NJANG’s Fighter Mission- 177th Fuel Cell and Corrosion Control Hangar - New Jersey Air National Guard, Egg Harbor Township, NJ
Always ready, always there is more than just a motto for the US National Guard. This creed is embedded into every element of its mission. The Air National Guard provides almost half of the Air Force’s tactical airlift support, combat communications functions, aeromedical evacuations, and aerial refueling. In addition, the Air National Guard has total responsibility for air defense of the entire United States.
Preparing the nation’s airmen means ensuring their aircraft are in operational readiness and equipped to meet evolving challenges. The 177th Fighter Wing Jersey Devils, based at Atlantic City International Airport in Egg Harbor Township, NJ, has been active since 1958. Their mission aircraft is the single-seat F-16C Fighting Falcon. Since October 1998, the 177th has had an active involvement in Operations Noble Eagle, Southern Watch, Northern Watch, Iraqi Freedom, and Enduring Freedom.

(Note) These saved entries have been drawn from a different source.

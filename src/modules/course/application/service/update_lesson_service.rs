use async_trait::async_trait;
use tracing::info;
use uuid::Uuid;

use crate::course::application::domain::entities::Lesson;
use crate::course::application::ports::incoming::use_cases::{
    LessonCommand, UpdateLessonError, UpdateLessonUseCase,
};
use crate::course::application::ports::outgoing::CourseRepository;

pub struct UpdateLessonService<R>
where
    R: CourseRepository,
{
    repo: R,
}

impl<R> UpdateLessonService<R>
where
    R: CourseRepository,
{
    pub fn new(repo: R) -> Self {
        Self { repo }
    }
}

#[async_trait]
impl<R> UpdateLessonUseCase for UpdateLessonService<R>
where
    R: CourseRepository + Send + Sync,
{
    async fn execute(
        &self,
        course_id: Uuid,
        lesson_id: Uuid,
        command: LessonCommand,
    ) -> Result<Lesson, UpdateLessonError> {
        let lesson = self
            .repo
            .update_lesson(course_id, lesson_id, command.into_draft())
            .await?;

        info!(course_id = %course_id, lesson_id = %lesson_id, "Lesson updated");
        Ok(lesson)
    }
}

NJANG Makes Room for F-35 Aircraft
The New Jersey Air National Guard (NJANG) provides mission-ready citizen-airman, weapon systems and equipment with rapid combat and support capabilities to our federal and state leadership in cooperation with partner nations. To continue to be mission-ready, NJANG needed to update their facility and make room for the new, Fifth generation of fighter aircraft, such as the larger F-35.
This major Military Construction (MILCON) project of bedding down their aircraft and future larger aircraft would require a facility to support not only fuel cell needs but also corrosion-control maintenance. The facility would require two hangar bays sized to fit in the limited airfield space of 21,100 SF while avoiding jet blasts from the nearby runway.
Site and Environmental Challenges
The jet blasts from the F-16 were analyzed carefully because the upward-acting fabric door of the hangar will melt if the temperature gets too high. The analysis of the F-16 jet blast effects on building materials guided the location and the building envelope design. In addition, a jet blast fence was installed to protect the building envelope and workers in the ramp area. This location and design met FAA Part 77 clear zone requirements.
Designing the Two-Bay Hangar
To beddown the aircraft, a two-bay hangar was designed to provide fuel cell and corrosion-control maintenance with fuel cell tools and equipment shops and tank maintenance spaces. To support the corrosion-control mission, Pond also provided parts washing, paint stripping, and paint booth areas. It was also important to the client that the hangar conformed to the other hangars on site by installing the same fabric door design. Pond’s design employed the upward-acting fabric doors chosen for easy maintenance compared to the traditional rolling doors that can degrade over time.
Pond also designed aircraft access aprons and taxiways to accommodate towed aircraft movement into and out of the two-bay maintenance hangar. Taxiway connection tied into an existing aircraft parking apron, requiring detailed drawings and specifications relating to doweling, joint sealants, and stripping. The facility meets all federal requirements and achieved LEED Silver certification.